● Problem statement: Write out the following records exactly, each one in full.

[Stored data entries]
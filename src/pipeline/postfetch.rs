//! Post-fetch pipeline: publish the PDF, extract its text, publish the text.
//!
//! The three stages fail independently. A failure is captured on the report
//! and never aborts the remaining stages or flips the record's success.

use std::path::{Path, PathBuf};
use std::sync::Arc;

use tracing::{info, instrument, warn};

use crate::extract::{TextExtractor, write_text_artifact};
use crate::storage::ObjectStore;

/// Per-stage results of one post-fetch run.
#[derive(Debug, Clone, Default, PartialEq, Eq)]
pub struct PostFetchReport {
    /// Public link of the uploaded PDF.
    pub pdf_public_link: Option<String>,
    /// Upload error for the PDF.
    pub pdf_upload_error: Option<String>,
    /// Local text artifact, when extraction produced one.
    pub text_path: Option<PathBuf>,
    /// Extraction error.
    pub text_extraction_error: Option<String>,
    /// Public link of the uploaded text artifact.
    pub text_public_link: Option<String>,
    /// Upload error for the text artifact.
    pub text_upload_error: Option<String>,
}

/// Upload and extraction stages run after a successful fetch.
#[derive(Clone)]
pub struct PostFetchPipeline {
    object_store: Arc<dyn ObjectStore>,
    extractor: Arc<dyn TextExtractor>,
    bucket: String,
}

impl std::fmt::Debug for PostFetchPipeline {
    fn fmt(&self, f: &mut std::fmt::Formatter<'_>) -> std::fmt::Result {
        f.debug_struct("PostFetchPipeline")
            .field("bucket", &self.bucket)
            .finish_non_exhaustive()
    }
}

impl PostFetchPipeline {
    /// Creates the pipeline uploading into `bucket`.
    #[must_use]
    pub fn new(
        object_store: Arc<dyn ObjectStore>,
        extractor: Arc<dyn TextExtractor>,
        bucket: impl Into<String>,
    ) -> Self {
        Self {
            object_store,
            extractor,
            bucket: bucket.into(),
        }
    }

    /// Runs all stages for the artifact at `pdf`, writing text to `text_path`.
    #[instrument(skip(self), fields(bucket = %self.bucket, pdf = %pdf.display()))]
    pub async fn run(&self, pdf: &Path, text_path: &Path) -> PostFetchReport {
        let mut report = PostFetchReport::default();

        match self.object_store.upload(&self.bucket, pdf).await {
            Ok(uploaded) => {
                info!(public_url = %uploaded.public_url, "PDF uploaded");
                report.pdf_public_link = Some(uploaded.public_url);
            }
            Err(error) => {
                warn!(error = %error, "PDF upload failed");
                report.pdf_upload_error = Some(error.to_string());
            }
        }

        match write_text_artifact(Arc::clone(&self.extractor), pdf, text_path).await {
            Ok(path) => report.text_path = Some(path),
            Err(error) => {
                warn!(error = %error, "text extraction failed");
                report.text_extraction_error = Some(error.to_string());
            }
        }

        if let Some(text) = &report.text_path {
            match self.object_store.upload(&self.bucket, text).await {
                Ok(uploaded) => {
                    info!(public_url = %uploaded.public_url, "text uploaded");
                    report.text_public_link = Some(uploaded.public_url);
                }
                Err(error) => {
                    warn!(error = %error, "text upload failed");
                    report.text_upload_error = Some(error.to_string());
                }
            }
        }

        report
    }
}

#[cfg(test)]
#[allow(clippy::unwrap_used)]
mod tests {
    use std::sync::Mutex;

    use async_trait::async_trait;
    use tempfile::TempDir;

    use super::*;
    use crate::extract::ExtractError;
    use crate::storage::{StorageError, UploadedObject};

    /// Uploads succeed unless the file extension is listed in `fail_ext`.
    struct RecordingStore {
        fail_ext: &'static [&'static str],
        uploads: Mutex<Vec<String>>,
    }

    #[async_trait]
    impl ObjectStore for RecordingStore {
        async fn upload(&self, bucket: &str, local: &Path) -> Result<UploadedObject, StorageError> {
            let filename = local.file_name().unwrap().to_string_lossy().to_string();
            self.uploads.lock().unwrap().push(filename.clone());
            let ext = local.extension().unwrap().to_string_lossy().to_string();
            if self.fail_ext.contains(&ext.as_str()) {
                return Err(StorageError::Rejected {
                    status: 503,
                    message: "bucket unavailable".to_string(),
                });
            }
            Ok(UploadedObject {
                public_url: format!("https://store.example/{bucket}/{filename}"),
                filename,
            })
        }
    }

    struct Pages(Result<Vec<String>, ()>);

    impl TextExtractor for Pages {
        fn extract_pages(&self, pdf: &Path) -> Result<Vec<String>, ExtractError> {
            self.0.clone().map_err(|()| ExtractError::Parse {
                path: pdf.to_path_buf(),
                message: "bad xref".to_string(),
            })
        }
    }

    fn pipeline(fail_ext: &'static [&'static str], pages: Result<Vec<String>, ()>) -> (PostFetchPipeline, Arc<RecordingStore>) {
        let store = Arc::new(RecordingStore {
            fail_ext,
            uploads: Mutex::new(Vec::new()),
        });
        let pipeline = PostFetchPipeline::new(store.clone(), Arc::new(Pages(pages)), "bucket");
        (pipeline, store)
    }

    #[tokio::test]
    async fn test_all_stages_succeed() {
        let dir = TempDir::new().unwrap();
        let pdf = dir.path().join("a.pdf");
        let (pipeline, store) = pipeline(&[], Ok(vec!["hello".to_string()]));

        let report = pipeline.run(&pdf, &dir.path().join("a.txt")).await;
        assert_eq!(report.pdf_public_link.as_deref(), Some("https://store.example/bucket/a.pdf"));
        assert_eq!(report.text_public_link.as_deref(), Some("https://store.example/bucket/a.txt"));
        assert!(report.pdf_upload_error.is_none());
        assert!(report.text_extraction_error.is_none());
        assert!(report.text_upload_error.is_none());
        assert_eq!(*store.uploads.lock().unwrap(), vec!["a.pdf", "a.txt"]);
    }

    #[tokio::test]
    async fn test_pdf_upload_failure_still_extracts() {
        let dir = TempDir::new().unwrap();
        let (pipeline, _) = pipeline(&["pdf"], Ok(vec!["p1".to_string()]));

        let report = pipeline.run(&dir.path().join("a.pdf"), &dir.path().join("a.txt")).await;
        assert!(report.pdf_public_link.is_none());
        assert!(report.pdf_upload_error.unwrap().contains("bucket unavailable"));
        assert!(report.text_path.is_some());
        assert!(report.text_public_link.is_some());
    }

    #[tokio::test]
    async fn test_extraction_failure_skips_text_upload() {
        let dir = TempDir::new().unwrap();
        let (pipeline, store) = pipeline(&[], Err(()));

        let report = pipeline.run(&dir.path().join("a.pdf"), &dir.path().join("a.txt")).await;
        assert!(report.pdf_public_link.is_some());
        assert!(report.text_extraction_error.is_some());
        assert!(report.text_upload_error.is_none());
        assert_eq!(store.uploads.lock().unwrap().len(), 1);
    }

    #[tokio::test]
    async fn test_text_upload_failure_recorded_independently() {
        let dir = TempDir::new().unwrap();
        let (pipeline, _) = pipeline(&["txt"], Ok(vec![String::new()]));

        let report = pipeline.run(&dir.path().join("a.pdf"), &dir.path().join("a.txt")).await;
        assert!(report.pdf_upload_error.is_none());
        assert!(report.text_extraction_error.is_none());
        assert!(report.text_upload_error.is_some());
    }
}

● Reply:
filename src/pipeline/postfetch.rs
//! Post-fetch pipeline: publish the PDF, extract its text, publish the text.
//!
//! The three stages fail independently. A failure is captured on the report
//! and never aborts the remaining stages or flips the record's success.

use std::path::{Path, PathBuf};
use std::sync::Arc;

use tracing::{info, instrument, warn};

use crate::extract::{TextExtractor, write_text_artifact};
use crate::storage::ObjectStore;

/// Per-stage results of one post-fetch run.
#[derive(Debug, Clone, Default, PartialEq, Eq)]
pub struct PostFetchReport {
    /// Public link of the uploaded PDF.
    pub pdf_public_link: Option<String>,
    /// Upload error for the PDF.
    pub pdf_upload_error: Option<String>,
    /// Local text artifact, when extraction produced one.
    pub text_path: Option<PathBuf>,
    /// Extraction error.
    pub text_extraction_error: Option<String>,
    /// Public link of the uploaded text artifact.
    pub text_public_link: Option<String>,
    /// Upload error for the text artifact.
    pub text_upload_error: Option<String>,
}

/// Upload and extraction stages run after a successful fetch.
#[derive(Clone)]
pub struct PostFetchPipeline {
    object_store: Arc<dyn ObjectStore>,
    extractor: Arc<dyn TextExtractor>,
    bucket: String,
}

impl std::fmt::Debug for PostFetchPipeline {
    fn fmt(&self, f: &mut std::fmt::Formatter<'_>) -> std::fmt::Result {
        f.debug_struct("PostFetchPipeline")
            .field("bucket", &self.bucket)
            .finish_non_exhaustive()
    }
}

impl PostFetchPipeline {
    /// Creates the pipeline uploading into `bucket`.
    #[must_use]
    pub fn new(
        object_store: Arc<dyn ObjectStore>,
        extractor: Arc<dyn TextExtractor>,
        bucket: impl Into<String>,
    ) -> Self {
        Self {
            object_store,
            extractor,
            bucket: bucket.into(),
        }
    }

    /// Runs all stages for the artifact at `pdf`, writing text to `text_path`.
    #[instrument(skip(self), fields(bucket = %self.bucket, pdf = %pdf.display()))]
    pub async fn run(&self, pdf: &Path, text_path: &Path) -> PostFetchReport {
        let mut report = PostFetchReport::default();

        match self.object_store.upload(&self.bucket, pdf).await {
            Ok(uploaded) => {
                info!(public_url = %uploaded.public_url, "PDF uploaded");
                report.pdf_public_link = Some(uploaded.public_url);
            }
            Err(error) => {
                warn!(error = %error, "PDF upload failed");
                report.pdf_upload_error = Some(error.to_string());
            }
        }

        match write_text_artifact(Arc::clone(&self.extractor), pdf, text_path).await {
            Ok(path) => report.text_path = Some(path),
            Err(error) => {
                warn!(error = %error, "text extraction failed");
                report.text_extraction_error = Some(error.to_string());
            }
        }

        if let Some(text) = &report.text_path {
            match self.object_store.upload(&self.bucket, text).await {
                Ok(uploaded) => {
                    info!(public_url = %uploaded.public_url, "text uploaded");
                    report.text_public_link = Some(uploaded.public_url);
                }
                Err(error) => {
                    warn!(error = %error, "text upload failed");
                    report.text_upload_error = Some(error.to_string());
                }
            }
        }

        report
    }
}

#[cfg(test)]
#[allow(clippy::unwrap_used)]
mod tests {
    use std::sync::Mutex;

    use async_trait::async_trait;
    use tempfile::TempDir;

    use super::*;
    use crate::extract::ExtractError;
    use crate::storage::{StorageError, UploadedObject};

    /// Uploads succeed unless the file extension is listed in `fail_ext`.
    struct RecordingStore {
        fail_ext: &'static [&'static str],
        uploads: Mutex<Vec<String>>,
    }

    #[async_trait]
    impl ObjectStore for RecordingStore {
        async fn upload(&self, bucket: &str, local: &Path) -> Result<UploadedObject, StorageError> {
            let filename = local.file_name().unwrap().to_string_lossy().to_string();
            self.uploads.lock().unwrap().push(filename.clone());
            let ext = local.extension().unwrap().to_string_lossy().to_string();
            if self.fail_ext.contains(&ext.as_str()) {
                return Err(StorageError::Rejected {
                    status: 503,
                    message: "bucket unavailable".to_string(),
                });
            }
            Ok(UploadedObject {
                public_url: format!("https://store.example/{bucket}/{filename}"),
                filename,
            })
        }
    }

    struct Pages(Result<Vec<String>, ()>);

    impl TextExtractor for Pages {
        fn extract_pages(&self, pdf: &Path) -> Result<Vec<String>, ExtractError> {
            self.0.clone().map_err(|()| ExtractError::Parse {
                path: pdf.to_path_buf(),
                message: "bad xref".to_string(),
            })
        }
    }

    fn pipeline(fail_ext: &'static [&'static str], pages: Result<Vec<String>, ()>) -> (PostFetchPipeline, Arc<RecordingStore>) {
        let store = Arc::new(RecordingStore {
            fail_ext,
            uploads: Mutex::new(Vec::new()),
        });
        let pipeline = PostFetchPipeline::new(store.clone(), Arc::new(Pages(pages)), "bucket");
        (pipeline, store)
    }

    #[tokio::test]
    async fn test_all_stages_succeed() {
        let dir = TempDir::new().unwrap();
        let pdf = dir.path().join("a.pdf");
        let (pipeline, store) = pipeline(&[], Ok(vec!["hello".to_string()]));

        let report = pipeline.run(&pdf, &dir.path().join("a.txt")).await;
        assert_eq!(report.pdf_public_link.as_deref(), Some("https://store.example/bucket/a.pdf"));
        assert_eq!(report.text_public_link.as_deref(), Some("https://store.example/bucket/a.txt"));
        assert!(report.pdf_upload_error.is_none());
        assert!(report.text_extraction_error.is_none());
        assert!(report.text_upload_error.is_none());
        assert_eq!(*store.uploads.lock().unwrap(), vec!["a.pdf", "a.txt"]);
    }

    #[tokio::test]
    async fn test_pdf_upload_failure_still_extracts() {
        let dir = TempDir::new().unwrap();
        let (pipeline, _) = pipeline(&["pdf"], Ok(vec!["p1".to_string()]));

        let report = pipeline.run(&dir.path().join("a.pdf"), &dir.path().join("a.txt")).await;
        assert!(report.pdf_public_link.is_none());
        assert!(report.pdf_upload_error.unwrap().contains("bucket unavailable"));
        assert!(report.text_path.is_some());
        assert!(report.text_public_link.is_some());
    }

    #[tokio::test]
    async fn test_extraction_failure_skips_text_upload() {
        let dir = TempDir::new().unwrap();
        let (pipeline, store) = pipeline(&[], Err(()));

        let report = pipeline.run(&dir.path().join("a.pdf"), &dir.path().join("a.txt")).await;
        assert!(report.pdf_public_link.is_some());
        assert!(report.text_extraction_error.is_some());
        assert!(report.text_upload_error.is_none());
        assert_eq!(store.uploads.lock().unwrap().len(), 1);
    }

    #[tokio::test]
    async fn test_text_upload_failure_recorded_independently() {
        let dir = TempDir::new().unwrap();
        let (pipeline, _) = pipeline(&["txt"], Ok(vec![String::new()]));

        let report = pipeline.run(&dir.path().join("a.pdf"), &dir.path().join("a.txt")).await;
        assert!(report.pdf_upload_error.is_none());
        assert!(report.text_extraction_error.is_none());
        assert!(report.text_upload_error.is_some());
    }
}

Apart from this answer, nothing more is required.